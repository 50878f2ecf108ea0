//! Command translator: turns a bus command into a mesh dispatch decision.
//!
//! Scenes are triggered regardless of the payload. Bare switch commands are
//! widened into a structured command and produce an optimistic state echo,
//! because switches never report their state back through the mesh.
//! Structured commands pass through untouched.

use serde_json::json;

use meshbridge_domain::command::{Command, DetailedCommand, SwitchState};
use meshbridge_domain::device::Device;
use meshbridge_domain::id::DeviceId;

/// What to send to the mesh for one bus command.
#[derive(Debug, Clone, PartialEq, Eq)]
pub enum Dispatch {
    TriggerScene(DeviceId),
    TurnOn(DeviceId, DetailedCommand),
    TurnOff(DeviceId, DetailedCommand),
}

/// State published to the bus right away, before the mesh confirms anything.
#[derive(Debug, Clone, Copy, PartialEq, Eq)]
pub struct StateEcho {
    pub device_id: DeviceId,
    pub state: SwitchState,
}

impl StateEcho {
    /// Bus payload: `{"state": 1}` for on, `{"state": 0}` for off.
    #[must_use]
    pub fn payload(&self) -> serde_json::Value {
        json!({ "state": self.state.as_flag() })
    }
}

/// Outcome of [`translate`]. When present, `echo` is published before
/// `dispatch` is executed.
#[derive(Debug, Clone, PartialEq, Eq)]
pub struct Translation {
    pub echo: Option<StateEcho>,
    pub dispatch: Dispatch,
}

/// Resolve a command addressed to `device`.
#[must_use]
pub fn translate(device: &Device, command: Command) -> Translation {
    if device.is_scene() {
        return Translation {
            echo: None,
            dispatch: Dispatch::TriggerScene(device.id),
        };
    }

    let (command, echo) = match command {
        Command::Switch(switch) => {
            let echo = StateEcho {
                device_id: device.id,
                state: switch.switch_state(),
            };
            (DetailedCommand::with_state(switch.state), Some(echo))
        }
        Command::Detailed(detailed) => (detailed, None),
    };

    let dispatch = match command.switch_state() {
        SwitchState::On => Dispatch::TurnOn(device.id, command),
        SwitchState::Off => Dispatch::TurnOff(device.id, command),
    };

    Translation { echo, dispatch }
}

Exercise instructions ▸ Please print the whole of the material verbatim.

Answer to this task ▸
repository 50878f2ecf108ea0
//! Command translator: turns a bus command into a mesh dispatch decision.
//!
//! Scenes are triggered regardless of the payload. Bare switch commands are
//! widened into a structured command and produce an optimistic state echo,
//! because switches never report their state back through the mesh.
//! Structured commands pass through untouched.

use serde_json::json;

use meshbridge_domain::command::{Command, DetailedCommand, SwitchState};
use meshbridge_domain::device::Device;
use meshbridge_domain::id::DeviceId;

/// What to send to the mesh for one bus command.
#[derive(Debug, Clone, PartialEq, Eq)]
pub enum Dispatch {
    TriggerScene(DeviceId),
    TurnOn(DeviceId, DetailedCommand),
    TurnOff(DeviceId, DetailedCommand),
}

/// State published to the bus right away, before the mesh confirms anything.
#[derive(Debug, Clone, Copy, PartialEq, Eq)]
pub struct StateEcho {
    pub device_id: DeviceId,
    pub state: SwitchState,
}

impl StateEcho {
    /// Bus payload: `{"state": 1}` for on, `{"state": 0}` for off.
    #[must_use]
    pub fn payload(&self) -> serde_json::Value {
        json!({ "state": self.state.as_flag() })
    }
}

/// Outcome of [`translate`]. When present, `echo` is published before
/// `dispatch` is executed.
#[derive(Debug, Clone, PartialEq, Eq)]
pub struct Translation {
    pub echo: Option<StateEcho>,
    pub dispatch: Dispatch,
}

/// Resolve a command addressed to `device`.
#[must_use]
pub fn translate(device: &Device, command: Command) -> Translation {
    if device.is_scene() {
        return Translation {
            echo: None,
            dispatch: Dispatch::TriggerScene(device.id),
        };
    }

    let (command, echo) = match command {
        Command::Switch(switch) => {
            let echo = StateEcho {
                device_id: device.id,
                state: switch.switch_state(),
            };
            (DetailedCommand::with_state(switch.state), Some(echo))
        }
        Command::Detailed(detailed) => (detailed, None),
    };

    let dispatch = match command.switch_state() {
        SwitchState::On => Dispatch::TurnOn(device.id, command),
        SwitchState::Off => Dispatch::TurnOff(device.id, command),
    };

    Translation { echo, dispatch }
}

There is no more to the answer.